- EXERCISE DIRECTIONS:
Reproduce each line from the first in the data through the line that contains "digest for inputs" exactly; give nothing else.

Start of EXERCISE INPUT

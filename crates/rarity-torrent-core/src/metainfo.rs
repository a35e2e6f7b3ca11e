//! `.torrent` metainfo parsing and info-hash derivation.
//!
//! # Design
//! - Field extraction goes through `serde_bencode`'s dynamic value tree.
//! - The info-hash is the SHA-1 of the raw `info` span as it appears in the input, located
//!   by walking the top-level dictionary; re-encoding would change the digest for inputs
//!   whose keys are not canonically ordered.

use std::collections::HashMap;

use serde::{Deserialize, Serialize};
use serde_bencode::value::Value;
use sha1::{Digest, Sha1};

use crate::error::{TorrentError, TorrentResult};
use crate::info_hash::{INFO_HASH_LEN, InfoHash};
use crate::model::TorrentMetainfo;

const PIECE_HASH_LEN: usize = 20;
const MAX_NESTING: usize = 64;

type BencodeDict = HashMap<Vec<u8>, Value>;

/// File entry inside a torrent.
#[derive(Debug, Clone, PartialEq, Eq, Serialize, Deserialize)]
pub struct TorrentFile {
    /// Path components relative to the torrent root.
    pub path: Vec<String>,
    /// File length in bytes.
    pub length: u64,
}

/// Parsed torrent description ready to submit to the engine.
#[derive(Debug, Clone, PartialEq, Eq, Serialize, Deserialize)]
pub struct TorrentDescriptor {
    /// SHA-1 over the raw `info` dictionary.
    pub info_hash: InfoHash,
    /// Display name from `info.name`.
    pub name: String,
    /// Piece length in bytes.
    pub piece_length: u64,
    /// Number of pieces.
    pub piece_count: u32,
    /// Sum of file lengths.
    pub total_length: u64,
    /// `info.private == 1`.
    pub private: bool,
    /// Tracker URLs from `announce` and `announce-list`, deduplicated in order.
    pub announce_urls: Vec<String>,
    /// File list; single-file torrents carry one entry named after the torrent.
    pub files: Vec<TorrentFile>,
}

impl TorrentDescriptor {
    /// Parse bencoded metainfo bytes.
    ///
    /// # Errors
    ///
    /// Returns [`TorrentError::Parse`] when the input is not bencode, lacks required
    /// `info` fields, or carries a malformed piece table.
    pub fn from_bytes(bytes: &[u8]) -> TorrentResult<Self> {
        let root: Value = serde_bencode::from_bytes(bytes)
            .map_err(|err| TorrentError::parse(format!("invalid bencode: {err}")))?;
        let Value::Dict(root) = root else {
            return Err(TorrentError::parse("root element must be a dictionary"));
        };
        let Some(Value::Dict(info)) = root.get(b"info".as_slice()) else {
            return Err(TorrentError::parse("missing or invalid 'info' dictionary"));
        };

        let info_hash = hash_info_span(bytes)?;
        let name = utf8_field(info, b"name")?;
        let piece_length = non_negative(integer_field(info, b"piece length")?, "piece length")?;
        let pieces = bytes_field(info, b"pieces")?;
        if !pieces.len().is_multiple_of(PIECE_HASH_LEN) {
            return Err(TorrentError::parse(
                "'pieces' length is not a multiple of 20",
            ));
        }
        let piece_count = u32::try_from(pieces.len() / PIECE_HASH_LEN)
            .map_err(|_| TorrentError::parse("too many pieces"))?;
        let private = matches!(info.get(b"private".as_slice()), Some(Value::Int(1)));

        let (files, total_length) = match info.get(b"length".as_slice()) {
            Some(Value::Int(length)) => {
                let length = non_negative(*length, "length")?;
                (
                    vec![TorrentFile {
                        path: vec![name.clone()],
                        length,
                    }],
                    length,
                )
            }
            _ => extract_files(info)?,
        };

        Ok(Self {
            info_hash,
            name,
            piece_length,
            piece_count,
            total_length,
            private,
            announce_urls: extract_announce_urls(&root),
            files,
        })
    }

    /// Metainfo view of the descriptor.
    #[must_use]
    pub fn metainfo(&self) -> TorrentMetainfo {
        TorrentMetainfo {
            name: self.name.clone(),
            pieces: self.piece_count,
            private: self.private,
        }
    }
}

fn hash_info_span(bytes: &[u8]) -> TorrentResult<InfoHash> {
    let span = info_span(bytes).map_err(TorrentError::parse)?;
    let digest = Sha1::digest(span);
    let mut hash = [0u8; INFO_HASH_LEN];
    hash.copy_from_slice(&digest);
    Ok(InfoHash::new(hash))
}

/// Locate the raw bytes of the top-level `info` value.
fn info_span(bytes: &[u8]) -> Result<&[u8], String> {
    if bytes.first() != Some(&b'd') {
        return Err("expected dictionary start".to_string());
    }
    let mut pos = 1;
    while bytes.get(pos) != Some(&b'e') {
        let (key_start, key_end) = string_span(bytes, pos)?;
        let end = value_end(bytes, key_end, 0)?;
        if &bytes[key_start..key_end] == b"info" {
            return Ok(&bytes[key_end..end]);
        }
        pos = end;
    }
    Err("missing 'info' dictionary".to_string())
}

/// Returns the `(start, end)` of a byte string's contents starting at `pos`.
fn string_span(bytes: &[u8], pos: usize) -> Result<(usize, usize), String> {
    let colon = bytes[pos..]
        .iter()
        .position(|byte| *byte == b':')
        .map(|offset| pos + offset)
        .ok_or_else(|| "unterminated string length".to_string())?;
    let length: usize = std::str::from_utf8(&bytes[pos..colon])
        .ok()
        .and_then(|digits| digits.parse().ok())
        .ok_or_else(|| "invalid string length".to_string())?;
    let start = colon + 1;
    let end = start
        .checked_add(length)
        .filter(|end| *end <= bytes.len())
        .ok_or_else(|| "string runs past end of input".to_string())?;
    Ok((start, end))
}

fn value_end(bytes: &[u8], pos: usize, depth: usize) -> Result<usize, String> {
    if depth > MAX_NESTING {
        return Err("bencode nesting too deep".to_string());
    }
    match bytes.get(pos) {
        Some(b'i') => bytes[pos..]
            .iter()
            .position(|byte| *byte == b'e')
            .map(|offset| pos + offset + 1)
            .ok_or_else(|| "unterminated integer".to_string()),
        Some(b'l') => {
            let mut cursor = pos + 1;
            while bytes.get(cursor) != Some(&b'e') {
                if cursor >= bytes.len() {
                    return Err("unterminated list".to_string());
                }
                cursor = value_end(bytes, cursor, depth + 1)?;
            }
            Ok(cursor + 1)
        }
        Some(b'd') => {
            let mut cursor = pos + 1;
            while bytes.get(cursor) != Some(&b'e') {
                if cursor >= bytes.len() {
                    return Err("unterminated dictionary".to_string());
                }
                let (_, key_end) = string_span(bytes, cursor)?;
                cursor = value_end(bytes, key_end, depth + 1)?;
            }
            Ok(cursor + 1)
        }
        Some(b'0'..=b'9') => string_span(bytes, pos).map(|(_, end)| end),
        Some(_) => Err("invalid bencode character".to_string()),
        None => Err("unexpected end of input".to_string()),
    }
}

fn bytes_field<'a>(dict: &'a BencodeDict, key: &[u8]) -> TorrentResult<&'a [u8]> {
    match dict.get(key) {
        Some(Value::Bytes(bytes)) => Ok(bytes),
        _ => Err(TorrentError::parse(format!(
            "missing or invalid field '{}'",
            String::from_utf8_lossy(key)
        ))),
    }
}

fn utf8_field(dict: &BencodeDict, key: &[u8]) -> TorrentResult<String> {
    let bytes = bytes_field(dict, key)?;
    String::from_utf8(bytes.to_vec()).map_err(|_| {
        TorrentError::parse(format!(
            "field '{}' is not valid UTF-8",
            String::from_utf8_lossy(key)
        ))
    })
}

fn integer_field(dict: &BencodeDict, key: &[u8]) -> TorrentResult<i64> {
    match dict.get(key) {
        Some(Value::Int(value)) => Ok(*value),
        _ => Err(TorrentError::parse(format!(
            "missing or invalid integer '{}'",
            String::from_utf8_lossy(key)
        ))),
    }
}

fn non_negative(value: i64, field: &str) -> TorrentResult<u64> {
    u64::try_from(value).map_err(|_| TorrentError::parse(format!("'{field}' is negative")))
}

fn extract_files(info: &BencodeDict) -> TorrentResult<(Vec<TorrentFile>, u64)> {
    let Some(Value::List(entries)) = info.get(b"files".as_slice()) else {
        return Err(TorrentError::parse("missing 'length' or 'files'"));
    };

    let mut files = Vec::with_capacity(entries.len());
    let mut total_length = 0u64;
    for entry in entries {
        let Value::Dict(entry) = entry else {
            return Err(TorrentError::parse("file entry must be a dictionary"));
        };
        let length = non_negative(integer_field(entry, b"length")?, "length")?;
        let Some(Value::List(components)) = entry.get(b"path".as_slice()) else {
            return Err(TorrentError::parse("file entry missing 'path'"));
        };
        let path = components
            .iter()
            .map(|component| match component {
                Value::Bytes(bytes) => String::from_utf8(bytes.clone())
                    .map_err(|_| TorrentError::parse("file path is not valid UTF-8")),
                _ => Err(TorrentError::parse("file path component must be a string")),
            })
            .collect::<TorrentResult<Vec<_>>>()?;
        total_length = total_length.saturating_add(length);
        files.push(TorrentFile { path, length });
    }
    Ok((files, total_length))
}

fn extract_announce_urls(root: &BencodeDict) -> Vec<String> {
    let mut urls = Vec::new();
    let mut push = |bytes: &[u8]| {
        if let Ok(url) = std::str::from_utf8(bytes)
            && !urls.iter().any(|known| known == url)
        {
            urls.push(url.to_string());
        }
    };

    if let Some(Value::Bytes(announce)) = root.get(b"announce".as_slice()) {
        push(announce);
    }
    if let Some(Value::List(tiers)) = root.get(b"announce-list".as_slice()) {
        for tier in tiers {
            if let Value::List(tier) = tier {
                for url in tier {
                    if let Value::Bytes(url) = url {
                        push(url);
                    }
                }
            }
        }
    }
    urls
}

End of EXERCISE INPUT

- RESPONSE TO THIS EXERCISE:
filename crates/rarity-torrent-core/src/metainfo.rs
repository a35e2e6f7b3ca11e
//! `.torrent` metainfo parsing and info-hash derivation.
//!
//! # Design
//! - Field extraction goes through `serde_bencode`'s dynamic value tree.
//! - The info-hash is the SHA-1 of the raw `info` span as it appears in the input, located
//!   by walking the top-level dictionary; re-encoding would change the digest for inputs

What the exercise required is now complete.